MANILA, PHILIPPINES — A music video starring multi-awarded singer-songwriter, dancer, musician, actor, music producer, and TV host Gary Valenciano premiered on July 10 for a campaign to support micro, small, and mid-sized enterprises (MSMEs).
The music video is a public service announcement; part of the multi-sectoral project called BUYANIHAN that was organized by the Association of the Filipino Franchisers Inc. (AFFI), the Department of Trade and Industry (DTI), Go Negosyo, SM Super Malls, Globe My Business, PLDT KaAsenso, Security Bank, Union Bank, Sea Oil, and Farmacia ni Dok, with the support of the Philippine Association of National Advertisers (PANA), and the Kapisanan ng Brodkasters ng Pilipinas (KBP).
MSMEs are the backbone of every economy but, sadly, many were put on the brink of insolvency because of the COVID-19 lockdown. And with the country’s fiscal heartbeat largely driven by consumption, community support for these enterprises cannot be stressed enough.

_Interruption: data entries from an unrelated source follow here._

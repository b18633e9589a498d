//! Renderer
//!
//! Owns the GPU context, the shader registry, the GPU-side caches and the
//! fixed pass sequence. Per frame the editor loop calls, in order:
//!
//! 1. [`Renderer::handle_hot_reload`] — development builds only; rescans the
//!    registered shaders and swaps any whose sources changed.
//! 2. [`Renderer::prepare_render`] — passes collect their scene components.
//! 3. [`Renderer::render`] — one call per active viewport: light buffer
//!    update, static meshes, billboards, depth-debug or fog depending on the
//!    view mode, grid lines, gizmo, editor helpers. Per-frame lists are
//!    cleared when the frame is submitted.

pub mod buffers;
pub mod context;
pub mod passes;
pub mod pipeline;
pub mod settings;
pub mod viewport;

use glam::Vec4;

pub use context::GraphicsContext;
pub use settings::RendererSettings;
pub use viewport::{ViewMode, Viewport, ViewportRect};

use self::buffers::BufferManager;
use self::passes::{
    BillboardRenderPass, DepthDebugRenderPass, EditorRenderPass, FogRenderPass, FrameContext,
    GizmoRenderPass, LightBufferPass, LineRenderPass, PassInit, RenderPass, StaticMeshRenderPass,
};
use self::pipeline::{PipelineCache, ShaderCompiler, ShaderModuleCache, ShaderRegistry};
use crate::resources::uniforms::{
    CameraUniforms, FogUniforms, HelperUniforms, LightingUniforms, ScreenUniforms,
};
use crate::scene::Scene;

pub(crate) const CAMERA_BUFFER: &str = "CameraConstants";
pub(crate) const SCREEN_BUFFER: &str = "ScreenConstants";
pub(crate) const LIGHTING_BUFFER: &str = "LightingConstants";
pub(crate) const FOG_BUFFER: &str = "FogConstants";
pub(crate) const GIZMO_BUFFER: &str = "GizmoConstants";

/// The texture a frame is rendered into, typically one editor viewport's
/// offscreen color buffer or the window surface.
pub struct RenderTarget<'a> {
    pub view: &'a wgpu::TextureView,
    pub format: wgpu::TextureFormat,
    pub width: u32,
    pub height: u32,
}

struct DepthTarget {
    view: wgpu::TextureView,
    width: u32,
    height: u32,
}

/// The editor renderer. See the module docs for the frame protocol.
pub struct Renderer {
    ctx: GraphicsContext,
    settings: RendererSettings,
    buffers: BufferManager,
    shaders: ShaderRegistry,
    modules: ShaderModuleCache,
    pipelines: PipelineCache,
    depth: Option<DepthTarget>,

    light_buffer_pass: LightBufferPass,
    static_mesh_pass: StaticMeshRenderPass,
    billboard_pass: BillboardRenderPass,
    depth_debug_pass: DepthDebugRenderPass,
    fog_pass: FogRenderPass,
    line_pass: LineRenderPass,
    gizmo_pass: GizmoRenderPass,
    editor_pass: EditorRenderPass,
}

impl Renderer {
    /// Creates the renderer: constant buffers first, then every pass
    /// initializes against the shared registry. Shader failures during
    /// initialization are logged by the registry and leave the affected
    /// variant or pass unavailable; startup always completes.
    #[must_use]
    pub fn new(ctx: GraphicsContext, settings: RendererSettings) -> Self {
        let mut buffers = BufferManager::new();
        Self::create_constant_buffers(&ctx.device, &mut buffers);

        let mut shaders = ShaderRegistry::new(ShaderCompiler::new(settings.shader_root.clone()));

        let mut light_buffer_pass = LightBufferPass::new();
        let mut static_mesh_pass = StaticMeshRenderPass::new();
        let mut billboard_pass = BillboardRenderPass::new();
        let mut depth_debug_pass = DepthDebugRenderPass::new();
        let mut fog_pass = FogRenderPass::new();
        let mut line_pass = LineRenderPass::new();
        let mut gizmo_pass = GizmoRenderPass::new();
        let mut editor_pass = EditorRenderPass::new();

        {
            let mut init = PassInit {
                device: &ctx.device,
                buffers: &mut buffers,
                shaders: &mut shaders,
            };
            light_buffer_pass.initialize(&mut init);
            static_mesh_pass.initialize(&mut init);
            billboard_pass.initialize(&mut init);
            depth_debug_pass.initialize(&mut init);
            fog_pass.initialize(&mut init);
            line_pass.initialize(&mut init);
            gizmo_pass.initialize(&mut init);
            editor_pass.initialize(&mut init);
        }

        Self {
            ctx,
            settings,
            buffers,
            shaders,
            modules: ShaderModuleCache::new(),
            pipelines: PipelineCache::new(),
            depth: None,
            light_buffer_pass,
            static_mesh_pass,
            billboard_pass,
            depth_debug_pass,
            fog_pass,
            line_pass,
            gizmo_pass,
            editor_pass,
        }
    }

    fn create_constant_buffers(device: &wgpu::Device, buffers: &mut BufferManager) {
        buffers.create_uniform::<CameraUniforms>(device, CAMERA_BUFFER);
        buffers.create_uniform::<ScreenUniforms>(device, SCREEN_BUFFER);
        buffers.create_uniform::<LightingUniforms>(device, LIGHTING_BUFFER);
        buffers.create_uniform::<FogUniforms>(device, FOG_BUFFER);
        buffers.create_uniform::<HelperUniforms>(device, GIZMO_BUFFER);
    }

    #[must_use]
    pub fn device(&self) -> &wgpu::Device {
        &self.ctx.device
    }

    #[must_use]
    pub fn queue(&self) -> &wgpu::Queue {
        &self.ctx.queue
    }

    #[must_use]
    pub fn shaders(&self) -> &ShaderRegistry {
        &self.shaders
    }

    #[must_use]
    pub fn settings(&self) -> &RendererSettings {
        &self.settings
    }

    /// Runs the hot-reload scan when enabled. Returns `true` when at least
    /// one shader program was replaced this frame.
    pub fn handle_hot_reload(&mut self) -> bool {
        if !self.settings.enable_shader_hot_reload {
            return false;
        }
        if self.shaders.scan_and_reload() {
            log::info!("Shader hot reload succeeded");
            true
        } else {
            false
        }
    }

    /// Lets every pass collect its components for this frame. Call once per
    /// frame, before rendering any viewport.
    pub fn prepare_render(&mut self, scene: &Scene) {
        self.light_buffer_pass.prepare_render(scene);
        self.static_mesh_pass.prepare_render(scene);
        self.billboard_pass.prepare_render(scene);
        self.depth_debug_pass.prepare_render(scene);
        self.fog_pass.prepare_render(scene);
        self.line_pass.prepare_render(scene);
        self.gizmo_pass.prepare_render(scene);
        self.editor_pass.prepare_render(scene);
    }

    /// Drops every pass's per-frame list. Called automatically at the end of
    /// [`Renderer::render`].
    pub fn clear_render_arr(&mut self) {
        self.light_buffer_pass.clear_render_arr();
        self.static_mesh_pass.clear_render_arr();
        self.billboard_pass.clear_render_arr();
        self.depth_debug_pass.clear_render_arr();
        self.fog_pass.clear_render_arr();
        self.line_pass.clear_render_arr();
        self.gizmo_pass.clear_render_arr();
        self.editor_pass.clear_render_arr();
    }

    /// Renders the prepared frame into `target` through the active viewport.
    pub fn render(&mut self, viewport: &Viewport, target: &RenderTarget<'_>) {
        if target.width == 0 || target.height == 0 {
            return;
        }

        self.ensure_depth(target.width, target.height);
        self.update_frame_uniforms(viewport, target);

        let mut encoder = self
            .ctx
            .device
            .create_command_encoder(&wgpu::CommandEncoderDescriptor {
                label: Some("Frame Encoder"),
            });

        let Some(depth) = &self.depth else {
            return;
        };

        // Clear both attachments once; every pass then loads.
        {
            let _clear = encoder.begin_render_pass(&wgpu::RenderPassDescriptor {
                label: Some("Clear Pass"),
                color_attachments: &[Some(wgpu::RenderPassColorAttachment {
                    view: target.view,
                    resolve_target: None,
                    ops: wgpu::Operations {
                        load: wgpu::LoadOp::Clear(self.settings.clear_color),
                        store: wgpu::StoreOp::Store,
                    },
                    depth_slice: None,
                })],
                depth_stencil_attachment: Some(wgpu::RenderPassDepthStencilAttachment {
                    view: &depth.view,
                    depth_ops: Some(wgpu::Operations {
                        load: wgpu::LoadOp::Clear(1.0),
                        store: wgpu::StoreOp::Store,
                    }),
                    stencil_ops: None,
                }),
                ..Default::default()
            });
        }

        let mut frame = FrameContext {
            device: &self.ctx.device,
            queue: &self.ctx.queue,
            encoder: &mut encoder,
            color_view: target.view,
            depth_view: &depth.view,
            color_format: target.format,
            depth_format: self.settings.depth_format,
            shaders: &self.shaders,
            modules: &mut self.modules,
            pipelines: &mut self.pipelines,
            buffers: &self.buffers,
        };

        self.light_buffer_pass.render(&mut frame, viewport);
        self.static_mesh_pass.render(&mut frame, viewport);
        self.billboard_pass.render(&mut frame, viewport);
        match viewport.view_mode {
            ViewMode::SceneDepth => self.depth_debug_pass.render(&mut frame, viewport),
            ViewMode::Lit(_) => self.fog_pass.render(&mut frame, viewport),
        }
        self.line_pass.render(&mut frame, viewport);
        self.gizmo_pass.render(&mut frame, viewport);
        self.editor_pass.render(&mut frame, viewport);

        drop(frame);
        self.ctx.queue.submit(std::iter::once(encoder.finish()));

        self.clear_render_arr();
    }

    fn update_frame_uniforms(&self, viewport: &Viewport, target: &RenderTarget<'_>) {
        let camera = CameraUniforms {
            view: viewport.view,
            proj: viewport.projection,
            view_proj: viewport.view_proj(),
            eye: viewport.eye.extend(1.0),
        };
        self.buffers.update(&self.ctx.queue, CAMERA_BUFFER, &camera);

        let screen = ScreenUniforms {
            size: Vec4::new(
                target.width as f32,
                target.height as f32,
                viewport.near,
                viewport.far,
            ),
        };
        self.buffers.update(&self.ctx.queue, SCREEN_BUFFER, &screen);
    }

    fn ensure_depth(&mut self, width: u32, height: u32) {
        if let Some(depth) = &self.depth {
            if depth.width == width && depth.height == height {
                return;
            }
        }
        let texture = self.ctx.device.create_texture(&wgpu::TextureDescriptor {
            label: Some("Depth Texture"),
            size: wgpu::Extent3d {
                width,
                height,
                depth_or_array_layers: 1,
            },
            mip_level_count: 1,
            sample_count: 1,
            dimension: wgpu::TextureDimension::D2,
            format: self.settings.depth_format,
            usage: wgpu::TextureUsages::RENDER_ATTACHMENT | wgpu::TextureUsages::TEXTURE_BINDING,
            view_formats: &[],
        });
        self.depth = Some(DepthTarget {
            view: texture.create_view(&wgpu::TextureViewDescriptor::default()),
            width,
            height,
        });
    }
}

BUYANIHAN can provide that lifeline.
Known for his theme songs in network soap operas and films, Valenciano produced, recorded, and shot the MTV at his home pro bono while most of the country was still confined by the less-stringent GCQ (general community quarantine).
About 3:30 minutes long, it features the song “Puwede Pang Mangarap” as a message of hope. In it, business owners spoke about the challenges of the lockdown. But there was also inspiration and aspiration; a call to arms for the millions of affected MSMEs to keep up the good fight, and equally, an overture for customers to return and resume their patronage.
Valenciano is not a stranger to offering his talents in advocacies. He has been UNICEF Philippines’s first National Ambassador since 1998.
At the height of the quarantine, he held a two-day virtual concert on April 18 and 19 called Hopeful, a recurring motif in the artist’s life’s work. He also performed for the unrelatedly-named Bayanihan Musikahan on March 20.
His influence and efforts were able to generate as much as P6 million in charitable donations which were used to help frontliners, unemployed freelancers, and badly-hit urban poor communities.
On a personal level, Valenciano feels for those whose lives have been ravaged by COVID-19. It was not too long ago that someone very close to him passed away after contracting something similarly virulent. Last year Valenciano’s mother succumbed to congestive heart failure, pneumonia, and the H1N1 flu.
BUYANIHAN, a composite of the word buy and the local idiom bayanihan, is a movement that will surely bring livelihoods back.
For Valenciano, his generosity in BUYANIHAN may not just be an act of bayanihan, it could very well be a catharsis.